Thursday, 12 August 2010

Daddy-Long-Legs/ Dear Enemy by Jean Webster

Daddy-Long-Legs is a novel that I first read as a kid. It was a big favourite of my Grans. It tells the story in a series of letters of a girl (Jerusha "Judy" Abbott)  brought up in an orphanage who is sent to college by a mysterious benefactor, who asks that she writes to him without her knowing his name. All she knows about him is the shape of his shadow, elongated against the wall in the lamplight, and so she refers to him throughout her letters as Daddy Long Legs. 

The sequel, Dear Enemy, is written in the same style but this time the protagonist is a college roommate of Judy's called Sallie McBride, who has been given the task of running the orphanage.

Jean Webster has a lively style and the two heroines are smart and feisty enough to overcome a degree of predictability in the plots and hold the reader's interest.

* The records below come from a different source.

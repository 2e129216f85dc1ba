//! Graph convolution and top-k pooling on candle.
//!
//! - [`conv`]: [`GraphConv`] message passing with sum aggregation
//! - [`pool`]: [`TopKPooling`] and per-graph max/mean readouts
//! - [`model`]: [`PoolNet`], three conv/pool stages and an MLP head
//! - [`training`]: the [`Trainer`] state machine
//!
//! Edge tensors are `(2, E)` u32 row indices, messages flow from row 0 to
//! row 1, and a `batch` vector assigns every node row to its graph.

pub mod conv;
mod error;
pub mod model;
pub mod pool;
pub mod training;

pub use conv::GraphConv;
pub use error::{Error, Result};
pub use model::{PoolNet, PoolNetConfig};
pub use pool::{global_max_pool, global_mean_pool, TopKPooling};
pub use training::{check_splits, EpochReport, Phase, TrainConfig, Trainer};
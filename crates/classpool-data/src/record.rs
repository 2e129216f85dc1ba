//! Raw record reader.
//!
//! Two JSON files describe a split:
//!
//! - the node file, an array of `{"nodeId": 7, "features": [..], "label": 3}`
//! - the edge file, an array indexed by class whose entries map the legacy key
//!   `"<class + 1>"` to the node IDs of that class
//!
//! ```text
//! [ {"1": [4, 9, 12]}, {"2": [1, 3]}, ... ]
//! ```
//!
//! The string keys are resolved here, so the rest of the crate only sees a
//! plain class index to neighbour list mapping.

use crate::error::{Error, Result};
use serde::{Deserialize, Serialize};
use std::collections::HashMap;
use std::fs::File;
use std::io::BufReader;
use std::path::Path;
use tracing::debug;

/// One labeled node as stored in the node file.
#[derive(Debug, Clone, PartialEq, Serialize, Deserialize)]
pub struct NodeRecord {
    #[serde(rename = "nodeId")]
    pub node_id: i64,
    pub features: Vec<f32>,
    /// 1-based class label.
    pub label: i64,
}

impl NodeRecord {
    pub fn new(node_id: i64, features: Vec<f32>, label: i64) -> Self {
        Self {
            node_id,
            features,
            label,
        }
    }
}

/// Per-class neighbour lists, indexed by 0-based class.
#[derive(Debug, Clone, Default, PartialEq, Eq)]
pub struct ClassEdgeList {
    classes: Vec<Vec<i64>>,
}

impl ClassEdgeList {
    pub fn new(classes: Vec<Vec<i64>>) -> Self {
        Self { classes }
    }

    /// Number of classes listed.
    pub fn num_classes(&self) -> usize {
        self.classes.len()
    }

    /// Node IDs connected to every node of `class`; empty for unknown classes.
    pub fn neighbours(&self, class: usize) -> &[i64] {
        self.classes.get(class).map(Vec::as_slice).unwrap_or(&[])
    }

    /// Total number of listed neighbour IDs over all classes.
    pub fn total_neighbours(&self) -> usize {
        self.classes.iter().map(Vec::len).sum()
    }

    /// Resolve the on-disk layout, where class `c` keeps its list under `"c+1"`.
    fn from_legacy(raw: Vec<HashMap<String, Vec<i64>>>) -> Self {
        let classes = raw
            .into_iter()
            .enumerate()
            .map(|(class, mut entry)| {
                let key = (class + 1).to_string();
                entry.remove(&key).unwrap_or_else(|| {
                    debug!(class, key = %key, "edge file entry has no neighbour list");
                    Vec::new()
                })
            })
            .collect();
        Self { classes }
    }
}

fn read_json<T: for<'de> Deserialize<'de>>(path: &Path) -> Result<T> {
    let file = File::open(path).map_err(|source| Error::Io {
        path: path.to_path_buf(),
        source,
    })?;
    serde_json::from_reader(BufReader::new(file)).map_err(|source| Error::Parse {
        path: path.to_path_buf(),
        source,
    })
}

/// Parse the node file.
pub fn read_node_records(path: impl AsRef<Path>) -> Result<Vec<NodeRecord>> {
    read_json(path.as_ref())
}

/// Parse the edge file, requiring exactly `num_classes` class entries.
pub fn read_class_edges(path: impl AsRef<Path>, num_classes: usize) -> Result<ClassEdgeList> {
    let raw: Vec<HashMap<String, Vec<i64>>> = read_json(path.as_ref())?;
    if raw.len() != num_classes {
        return Err(Error::FormatMismatch {
            expected: num_classes,
            found: raw.len(),
        });
    }
    Ok(ClassEdgeList::from_legacy(raw))
}

/// Read both raw files of a split. The node file is read first.
pub fn read_raw(
    node_path: impl AsRef<Path>,
    edge_path: impl AsRef<Path>,
    num_classes: usize,
) -> Result<(Vec<NodeRecord>, ClassEdgeList)> {
    let records = read_node_records(node_path)?;
    let edges = read_class_edges(edge_path, num_classes)?;
    Ok((records, edges))
}

#[cfg(test)]
mod tests {
    use super::*;
    use std::fs;

    #[test]
    fn parses_node_records() {
        let dir = tempfile::tempdir().unwrap();
        let path = dir.path().join("nodes.txt");
        fs::write(
            &path,
            r#"[{"nodeId": 1, "features": [1.0, 0.0], "label": 1},
                {"nodeId": 3, "features": [0.0, 1.5], "label": 2}]"#,
        )
        .unwrap();

        let records = read_node_records(&path).unwrap();
        assert_eq!(records.len(), 2);
        assert_eq!(records[1], NodeRecord::new(3, vec![0.0, 1.5], 2));
    }

    #[test]
    fn resolves_legacy_class_keys() {
        let dir = tempfile::tempdir().unwrap();
        let path = dir.path().join("edges.txt");
        fs::write(&path, r#"[{"1": [1, 2]}, {"2": [3]}, {"7": [9]}]"#).unwrap();

        let edges = read_class_edges(&path, 3).unwrap();
        assert_eq!(edges.num_classes(), 3);
        assert_eq!(edges.neighbours(0), &[1, 2]);
        assert_eq!(edges.neighbours(1), &[3]);
        // Wrong key: treated as no neighbours.
        assert!(edges.neighbours(2).is_empty());
        assert!(edges.neighbours(42).is_empty());
        assert_eq!(edges.total_neighbours(), 3);
    }

    #[test]
    fn class_count_mismatch() {
        let dir = tempfile::tempdir().unwrap();
        let path = dir.path().join("edges.txt");
        let entries: Vec<String> = (1..=10).map(|c| format!("{{\"{c}\": []}}")).collect();
        fs::write(&path, format!("[{}]", entries.join(","))).unwrap();

        let err = read_class_edges(&path, 15).unwrap_err();
        assert!(matches!(
            err,
            Error::FormatMismatch {
                expected: 15,
                found: 10
            }
        ));
    }

    #[test]
    fn malformed_fields_are_parse_errors() {
        let dir = tempfile::tempdir().unwrap();
        let path = dir.path().join("nodes.txt");
        fs::write(&path, r#"[{"nodeId": "one", "features": [], "label": 1}]"#).unwrap();

        assert!(matches!(
            read_node_records(&path),
            Err(Error::Parse { .. })
        ));
    }

    #[test]
    fn missing_file_is_io_error() {
        let dir = tempfile::tempdir().unwrap();
        let err = read_node_records(dir.path().join("absent.txt")).unwrap_err();
        assert!(matches!(err, Error::Io { .. }));
    }
}
//! classpool - train a graph pooling classifier from the command line.
//!
//! # Usage
//!
//! ```bash
//! # Build (or reuse) the cached datasets under ./data/ and train for 200 epochs
//! classpool train
//!
//! # Smaller run on CPU with per-epoch shuffling
//! classpool train --root ./toy --num-classes 2 --epochs 20 --shuffle --seed 7 --cpu
//!
//! # Inspect both splits
//! classpool stats --root ./data/
//! ```
//!
//! Logs go to stderr and are controlled by `RUST_LOG` (default `info`).

use anyhow::{Context, Result};
use candle_core::Device;
use clap::{Parser, Subcommand};
use classpool_data::{
    DatasetCache, DatasetConfig, GraphDataset, MismatchPolicy, Split, DEFAULT_NUM_CLASSES,
};
use classpool_nn::{TrainConfig, Trainer};
use indicatif::ProgressBar;
use std::path::{Path, PathBuf};
use std::time::Instant;
use tracing::info;
use tracing_subscriber::{layer::SubscriberExt, util::SubscriberInitExt};

#[derive(Parser)]
#[command(name = "classpool")]
#[command(about = "Graph pooling classifier over class neighbourhoods", long_about = None)]
struct Cli {
    #[command(subcommand)]
    command: Commands,
}

#[derive(Subcommand)]
enum Commands {
    /// Train and evaluate the classifier
    Train {
        /// Dataset root holding the raw files and the processed/ cache
        #[arg(long, default_value = "./data/")]
        root: PathBuf,

        /// Number of epochs
        #[arg(long, default_value = "200")]
        epochs: usize,

        /// Adam learning rate
        #[arg(long, default_value = "0.0005")]
        lr: f64,

        /// Graphs per batch
        #[arg(long, default_value = "32")]
        batch_size: usize,

        /// Fraction of nodes kept by each pooling stage
        #[arg(long, default_value = "0.8")]
        ratio: f64,

        /// Number of classes in the edge file
        #[arg(long, default_value_t = DEFAULT_NUM_CLASSES)]
        num_classes: usize,

        /// Shuffle the training split every epoch
        #[arg(long)]
        shuffle: bool,

        /// Shuffle seed
        #[arg(long)]
        seed: Option<u64>,

        /// Fail when the edge file disagrees with --num-classes
        #[arg(long)]
        strict: bool,

        /// Force CPU even when CUDA is available
        #[arg(long)]
        cpu: bool,
    },

    /// Show statistics about both splits
    Stats {
        /// Dataset root
        #[arg(long, default_value = "./data/")]
        root: PathBuf,

        /// Number of classes in the edge file
        #[arg(long, default_value_t = DEFAULT_NUM_CLASSES)]
        num_classes: usize,

        /// Fail when the edge file disagrees with --num-classes
        #[arg(long)]
        strict: bool,
    },
}

fn main() -> Result<()> {
    tracing_subscriber::registry()
        .with(tracing_subscriber::EnvFilter::new(
            std::env::var("RUST_LOG").unwrap_or_else(|_| "info".to_string()),
        ))
        .with(
            tracing_subscriber::fmt::layer()
                .with_target(true)
                .with_writer(std::io::stderr),
        )
        .init();

    let cli = Cli::parse();

    match cli.command {
        Commands::Train {
            root,
            epochs,
            lr,
            batch_size,
            ratio,
            num_classes,
            shuffle,
            seed,
            strict,
            cpu,
        } => {
            let config = TrainConfig::default()
                .with_epochs(epochs)
                .with_learning_rate(lr)
                .with_batch_size(batch_size)
                .with_ratio(ratio)
                .with_shuffle(shuffle, seed);
            cmd_train(&root, num_classes, strict, cpu, config)
        }
        Commands::Stats {
            root,
            num_classes,
            strict,
        } => cmd_stats(&root, num_classes, strict),
    }
}

fn dataset_cache(root: &Path, num_classes: usize, strict: bool) -> DatasetCache {
    let policy = if strict {
        MismatchPolicy::Fail
    } else {
        MismatchPolicy::Empty
    };
    DatasetCache::new(
        DatasetConfig::new(root)
            .with_num_classes(num_classes)
            .with_mismatch_policy(policy),
    )
}

fn select_device(cpu: bool) -> Result<Device> {
    if cpu {
        return Ok(Device::Cpu);
    }
    Device::cuda_if_available(0).context("Failed to initialize compute device")
}

fn device_name(device: &Device) -> &'static str {
    if device.is_cuda() {
        "cuda"
    } else if device.is_metal() {
        "metal"
    } else {
        "cpu"
    }
}

fn cmd_train(
    root: &Path,
    num_classes: usize,
    strict: bool,
    cpu: bool,
    config: TrainConfig,
) -> Result<()> {
    let device = select_device(cpu)?;
    println!("device: {}", device_name(&device));

    let cache = dataset_cache(root, num_classes, strict);
    let mut trainer = Trainer::new(config, device);

    let start = Instant::now();
    let pb = ProgressBar::new_spinner();
    pb.set_message(format!("Loading datasets from {}...", root.display()));
    trainer
        .load(&cache)
        .with_context(|| format!("Failed to prepare datasets under {}", root.display()))?;
    pb.finish_with_message(format!("Loaded in {:.2?}", start.elapsed()));

    let start = Instant::now();
    let reports = trainer
        .run(|report| println!("{report}"))
        .context("Training failed")?;

    if let Some(last) = reports.last() {
        info!(
            epochs = reports.len(),
            test_accuracy = last.test_accuracy,
            elapsed = ?start.elapsed(),
            "training finished"
        );
    }
    Ok(())
}

fn print_split(split: Split, dataset: &GraphDataset) {
    println!("[{split}]");
    println!("Samples:  {}", dataset.len());
    println!("Nodes:    {}", dataset.num_nodes());
    println!("Edges:    {}", dataset.num_edges());
    println!("Features: {}", dataset.num_features());
    println!("Classes:  {}", dataset.num_classes());
}

fn cmd_stats(root: &Path, num_classes: usize, strict: bool) -> Result<()> {
    let cache = dataset_cache(root, num_classes, strict);

    println!("Dataset Statistics");
    println!("==================");
    for split in Split::ALL {
        let dataset = cache
            .load(split)
            .with_context(|| format!("Failed to load {split} split from {}", root.display()))?;
        print_split(split, &dataset);
    }
    Ok(())
}
//! Error types for classpool-data.

use std::path::PathBuf;
use thiserror::Error;

/// Errors raised while reading, building, caching or batching samples.
#[derive(Debug, Error)]
pub enum Error {
    /// A raw input file could not be read.
    #[error("failed to read {}: {source}", path.display())]
    Io {
        path: PathBuf,
        #[source]
        source: std::io::Error,
    },

    /// A raw input file is not valid JSON of the expected shape.
    #[error("failed to parse {}: {source}", path.display())]
    Parse {
        path: PathBuf,
        #[source]
        source: serde_json::Error,
    },

    /// The edge file does not list one entry per class.
    #[error("edge file lists {found} classes, expected {expected}")]
    FormatMismatch { expected: usize, found: usize },

    /// A node record carries a label outside `1..=num_classes`.
    #[error("node {node_id} has label {label}, expected 1..={num_classes}")]
    LabelOutOfRange {
        node_id: i64,
        label: i64,
        num_classes: usize,
    },

    /// A sample violates the dataset's shape invariants.
    #[error("invalid sample {index}: {reason}")]
    InvalidSample { index: usize, reason: String },

    /// Reading or writing a cached artifact failed.
    #[error("cache artifact {}: {source}", path.display())]
    Cache {
        path: PathBuf,
        #[source]
        source: candle_core::Error,
    },

    /// Candle tensor error.
    #[error("tensor error: {0}")]
    Tensor(#[from] candle_core::Error),
}

/// Result type alias.
pub type Result<T> = std::result::Result<T, Error>;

Easy, entertaining reads. 

On a side note, it was interesting in Dear Enemy to read about the books the Doctor leant Sallie because I'd studied some of them doing psychology at Uni. Mostly they were discussed in disapproving terms because of the pro-eugenics/sterilisation slant. Different times I guess - it's important to remember that it wasn't just the Nazis who were interested in weeding out what they saw as the weak links in society.